Friday, April 15, 2005

What is a 1120-H filing? (In honor of tax day)

There are normally two options for most community associations to file their federal tax returns. The 1120-H tax form is a special filing available only for certain homeowner associations. The 1120-H tax form is authorized under Internal Revenue Code §528 (26 U.S.C. §528). Only certain homeowner associations qualify to file an 1120-H tax form. A homeowner association qualifies if:

  1. it is organized and operated to provide for the acquisition, construction, management, maintenance, and care of association property;

  2. substantially all of the units (85%) must be used for residential purposes.

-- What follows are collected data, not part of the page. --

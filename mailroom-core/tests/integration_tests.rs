//! Integration tests for mailroom-core
//!
//! These tests drive the fully wired `MailroomContext` against a real DuckDB
//! file. Provider APIs point at a closed local port, so nothing leaves the
//! machine.
//!
//! Run with: cargo test --test integration_tests -- --nocapture

use std::sync::Arc;

use serde_json::json;
use tempfile::TempDir;

use mailroom_core::adapters::duckdb::DuckDbRepository;
use mailroom_core::domain::presentation::{formal_display, is_linked};
use mailroom_core::domain::{Account, Credentials};
use mailroom_core::ports::AccountStore;
use mailroom_core::services::{EntryPoint, LogFilter, LoggingService};
use mailroom_core::{Error, MailroomContext, OAuthCallback, Provider};

// ============================================================================
// Test Helpers
// ============================================================================

/// Settings with provider APIs on a closed port and failure isolation on
fn write_settings(dir: &TempDir, isolate: bool) {
    let settings = json!({
        "app": { "domain": "mailroom.test" },
        "autocomplete": { "isolateProviderFailures": isolate, "cacheTtlSecs": 600 },
        "providers": {
            "twitterApiBase": "http://127.0.0.1:9",
            "googleApiBase": "http://127.0.0.1:9",
            "timeoutSecs": 2
        }
    });
    std::fs::write(dir.path().join("settings.json"), settings.to_string()).unwrap();
}

fn create_context(dir: &TempDir) -> MailroomContext {
    MailroomContext::new(dir.path(), None).expect("Failed to create context")
}

fn twitter_payload(uid: &str, nickname: &str) -> serde_json::Value {
    json!({
        "uid": uid,
        "info": { "nickname": nickname, "name": "Ada Lovelace", "image": "" },
        "credentials": { "token": format!("tw-token-{}", uid), "secret": format!("tw-secret-{}", uid) }
    })
}

// ============================================================================
// End-to-end flows
// ============================================================================

#[test]
fn test_sign_in_write_and_autocomplete() {
    let dir = TempDir::new().unwrap();
    write_settings(&dir, true);
    let ctx = create_context(&dir);
    let identity = &ctx.identity_service;

    let callback = OAuthCallback::from_payload(Provider::Twitter, &twitter_payload("1815", "ada")).unwrap();
    let ada = identity.resolve_by_oauth_callback(&callback).unwrap();
    assert!(is_linked(&ada, Provider::Twitter));
    assert_eq!(identity.app_email(&ada).as_deref(), Some("ada@mailroom.test"));

    let targets = vec![
        "\"Grace Hopper\" <Grace@Navy.mil>, @bob".to_string(),
        "carol@mailroom.test".to_string(),
    ];
    ctx.conversation_service
        .start(&ada, Some("Compilers"), &targets)
        .unwrap();

    // Twitter is unreachable; with isolation on it contributes nothing
    let suggestions = ctx.autocomplete_service.suggestions(&ada).unwrap();
    assert_eq!(
        suggestions,
        vec!["\"Grace Hopper\" <grace@navy.mil>", "@bob", "@carol"]
    );

    let status = ctx.status_service.get_status().unwrap();
    assert_eq!(status.total_accounts, 4);
    assert_eq!(status.accounts_with_handle, 3);
    assert_eq!(status.accounts_with_email, 1);
    assert_eq!(status.total_conversations, 1);
}

#[test]
fn test_unreachable_provider_fails_without_isolation() {
    let dir = TempDir::new().unwrap();
    write_settings(&dir, false);
    let ctx = create_context(&dir);

    let callback = OAuthCallback::from_payload(Provider::Twitter, &twitter_payload("1815", "ada")).unwrap();
    let ada = ctx.identity_service.resolve_by_oauth_callback(&callback).unwrap();

    let err = ctx.autocomplete_service.suggestions(&ada).unwrap_err();
    assert!(matches!(err, Error::ExternalService { ref service, .. } if service == "twitter"));
}

#[test]
fn test_accounts_survive_reopen() {
    let dir = TempDir::new().unwrap();
    write_settings(&dir, true);

    let (id, token) = {
        let ctx = create_context(&dir);
        let account = ctx.identity_service.resolve_by_handle("ada").unwrap();
        (account.id, account.access_token().expose().to_string())
    };

    let ctx = create_context(&dir);
    let reopened = ctx.identity_service.resolve_by_handle("ada").unwrap();
    assert_eq!(reopened.id, id);
    assert_eq!(reopened.access_token().expose(), token);
}

#[test]
fn test_presented_accounts_never_leak_secrets() {
    let dir = TempDir::new().unwrap();
    write_settings(&dir, true);
    let ctx = create_context(&dir);
    let identity = &ctx.identity_service;

    let callback = OAuthCallback::from_payload(Provider::Twitter, &twitter_payload("uid-42", "ada")).unwrap();
    let ada = identity.resolve_by_oauth_callback(&callback).unwrap();
    let google = OAuthCallback::from_payload(
        Provider::Google,
        &json!({ "uid": "g-sub-9", "info": { "email": "ada@example.com" }, "credentials": { "token": "g-token-9" } }),
    )
    .unwrap();
    let ada = identity.link_provider(ada, &google).unwrap();

    let json = serde_json::to_string(&identity.present(&ada)).unwrap();
    for secret in [
        ada.access_token().expose(),
        "tw-token-uid-42",
        "tw-secret-uid-42",
        "uid-42",
        "g-token-9",
        "g-sub-9",
    ] {
        assert!(!json.contains(secret), "leaked {}", secret);
    }
    // Gravatar wins over Robohash once an email exists
    assert!(json.contains("https://www.gravatar.com/avatar/"));
    assert_eq!(formal_display(&ada), "\"Ada Lovelace\" <@ada>");
}

#[test]
fn test_external_id_unique_per_provider() {
    let dir = TempDir::new().unwrap();
    let repo = DuckDbRepository::new(&dir.path().join("mailroom.duckdb")).unwrap();
    repo.ensure_schema().unwrap();

    let mut first = Account::with_handle("first");
    first.bind(Provider::Twitter, Some("same".into()), Credentials::new("a", Some("b".into())));
    repo.create(&first).unwrap();

    // The same id under another provider is fine
    let mut other = Account::with_handle("other");
    other.bind(Provider::Google, Some("same".into()), Credentials::new("c", None));
    repo.create(&other).unwrap();

    let mut second = Account::with_handle("second");
    second.bind(Provider::Twitter, Some("same".into()), Credentials::new("d", Some("e".into())));
    let err = repo.create(&second).unwrap_err();
    assert!(err.is_uniqueness_violation());
    assert!(repo.find_by(mailroom_core::ports::AccountField::Handle, "second").unwrap().is_none());
}

#[test]
fn test_context_logs_events() {
    let dir = TempDir::new().unwrap();
    write_settings(&dir, true);
    let logger = Arc::new(LoggingService::new(dir.path(), EntryPoint::Library, "test").unwrap());
    let ctx = MailroomContext::new(dir.path(), Some(logger.clone())).unwrap();

    let owner = ctx.identity_service.resolve_by_handle("owner").unwrap();
    ctx.conversation_service
        .start(&owner, None, &["@friend".to_string()])
        .unwrap();

    let events: Vec<String> = logger.entries(LogFilter::All, 10).unwrap().into_iter().map(|e| e.event).collect();
    assert!(events.contains(&"conversation_started".to_string()));
    assert_eq!(events.iter().filter(|e| *e == "account_created").count(), 2);
}
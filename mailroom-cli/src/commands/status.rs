//! Status command - store-wide counts

use anyhow::Result;
use colored::Colorize;

use super::get_context;
use crate::output;

pub fn run(json: bool) -> Result<()> {
    let ctx = get_context()?;
    let status = ctx.status_service.get_status()?;

    if json {
        println!("{}", serde_json::to_string_pretty(&status)?);
        return Ok(());
    }

    println!("{}", "Mailroom Status".bold());
    println!();

    let mut table = output::create_table();
    table.add_row(vec!["Accounts".to_string(), status.total_accounts.to_string()]);
    table.add_row(vec!["With handle".to_string(), status.accounts_with_handle.to_string()]);
    table.add_row(vec!["With email".to_string(), status.accounts_with_email.to_string()]);
    for linked in &status.linked {
        table.add_row(vec![format!("Linked to {}", linked.provider), linked.accounts.to_string()]);
    }
    table.add_row(vec!["Conversations".to_string(), status.total_conversations.to_string()]);
    table.add_row(vec![
        "Cached autocomplete lists".to_string(),
        status.cached_autocomplete_lists.to_string(),
    ]);
    println!("{}", table);
    println!();
    println!("Domain: {}", ctx.config.domain);

    Ok(())
}
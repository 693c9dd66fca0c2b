//! Inbound identity references

use serde::Serialize;

/// Outcome of classifying a raw address
#[derive(Debug, Clone, PartialEq, Eq)]
pub enum Address {
    /// Address inside the application's own domain; the local part is a handle
    Local { handle: String },
    /// Any other address, with the display name it was written with, if any
    Foreign {
        email: String,
        display_name: Option<String>,
    },
}

/// One identity reference pulled out of a free-form target list
#[derive(Debug, Clone, PartialEq, Eq, Serialize)]
#[serde(tag = "kind", content = "value", rename_all = "lowercase")]
pub enum IdentityReference {
    /// `@handle`, stored without the leading `@`
    Handle(String),
    /// Raw address, optionally with a display name (`"Ada" <ada@example.com>`)
    Address(String),
}
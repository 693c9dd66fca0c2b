//! Conversation service - records who an account writes to

use std::sync::Arc;

use crate::domain::result::{Error, Result};
use crate::domain::{Account, Conversation};
use crate::ports::ConversationStore;
use crate::services::{IdentityService, LogEvent, LoggingService};

pub struct ConversationService {
    identity: Arc<IdentityService>,
    store: Arc<dyn ConversationStore>,
    logger: Option<Arc<LoggingService>>,
}

impl ConversationService {
    pub fn new(identity: Arc<IdentityService>, store: Arc<dyn ConversationStore>) -> Self {
        Self {
            identity,
            store,
            logger: None,
        }
    }

    pub fn with_logger(mut self, logger: Option<Arc<LoggingService>>) -> Self {
        self.logger = logger;
        self
    }

    /// Start a conversation from `owner` to everyone named in `targets`
    ///
    /// Recipients are resolved (and created when unknown) through the
    /// identity service. Fails with `InvalidIdentity` when nobody but the
    /// owner is addressed.
    pub fn start(&self, owner: &Account, subject: Option<&str>, targets: &[String]) -> Result<Conversation> {
        let recipients = self.identity.resolve_freeform(targets)?;
        let conversation = Conversation::new(
            owner.id,
            subject.map(str::to_string),
            recipients.iter().map(|a| a.id),
        );

        if conversation.recipient_ids.is_empty() {
            return Err(Error::invalid_identity(
                "conversation needs at least one recipient other than its owner",
            ));
        }

        self.store.record_conversation(&conversation)?;
        if let Some(logger) = &self.logger {
            let _ = logger.log_event("conversation_started");
        }
        Ok(conversation)
    }

    /// Conversations owned by the account, oldest first
    pub fn list(&self, owner: &Account) -> Result<Vec<Conversation>> {
        self.store.conversations_for(owner.id)
    }
}

#[cfg(test)]
mod tests {
    use tempfile::TempDir;

    use super::*;
    use crate::adapters::address::{DomainAddressClassifier, PatternExtractor};
    use crate::adapters::duckdb::DuckDbRepository;
    use crate::adapters::gravatar::{GravatarService, GRAVATAR_BASE, ROBOHASH_BASE};
    use crate::ports::AccountStore;
    use crate::services::IdentityConfig;

    fn setup(dir: &TempDir) -> (ConversationService, Arc<IdentityService>, Arc<DuckDbRepository>) {
        let repo = Arc::new(DuckDbRepository::new(&dir.path().join("mailroom.duckdb")).unwrap());
        repo.ensure_schema().unwrap();
        let identity = Arc::new(IdentityService::new(
            IdentityConfig {
                domain: "mailroom.local".to_string(),
            },
            repo.clone(),
            Arc::new(DomainAddressClassifier::new("mailroom.local")),
            Arc::new(PatternExtractor::new().unwrap()),
            Arc::new(GravatarService::new(GRAVATAR_BASE, ROBOHASH_BASE, 80, "identicon").unwrap()),
        ));
        (
            ConversationService::new(identity.clone(), repo.clone()),
            identity,
            repo,
        )
    }

    #[test]
    fn test_start_resolves_and_deduplicates_recipients() {
        let dir = TempDir::new().unwrap();
        let (service, identity, repo) = setup(&dir);
        let owner = identity.resolve_by_handle("owner").unwrap();

        let targets = vec!["@bob, grace@navy.mil, @owner".to_string(), "bob@mailroom.local".to_string()];
        let conversation = service.start(&owner, Some("Lunch"), &targets).unwrap();

        assert_eq!(conversation.recipient_ids.len(), 2);
        assert_eq!(conversation.subject.as_deref(), Some("Lunch"));

        let friends = repo.friends_of(owner.id).unwrap();
        assert_eq!(friends[0].handle(), Some("bob"));
        assert_eq!(friends[1].email(), Some("grace@navy.mil"));

        let listed = service.list(&owner).unwrap();
        assert_eq!(listed, vec![conversation]);
    }

    #[test]
    fn test_start_without_recipients_fails() {
        let dir = TempDir::new().unwrap();
        let (service, identity, repo) = setup(&dir);
        let owner = identity.resolve_by_handle("owner").unwrap();

        for targets in [vec![], vec!["@owner".to_string()], vec!["just words".to_string()]] {
            let err = service.start(&owner, None, &targets).unwrap_err();
            assert!(matches!(err, Error::InvalidIdentity(_)));
        }
        assert_eq!(repo.count_conversations().unwrap(), 0);
    }
}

  3. it elects to have the section apply for the taxable year;

  4. no part of the net earnings of the association inures to any private shareholder or individual;

  5. 60% or more of the association's gross income consists solely of amounts received as membership dues, fees, or assessments from owners of residential units, residences or residential lots (exempt function income); and

  6. 90%or more of the association's expenditures for the taxable year are expenditures for the acquisition, construction, management, maintenance, and care of association property.
If the homeowners association qualifies under Section 528, the dues or assessments received from property owner-members of the association are exempt from taxation if the dues and assessments are used for the maintenance and improvement of its property. All non-exempt income is taxed at the 30% tax rate from the first dollar of income.

If the association does not elect to file an 1120-H tax form or is not qualified, it must file an 1120 tax form. Under Internal Revenue Code §277 (26 U.S.C. §277), the income of homeowner associations are treated the same as a corporation. Membership dues or assessments are taxable subject to applicable deductions and adjustments.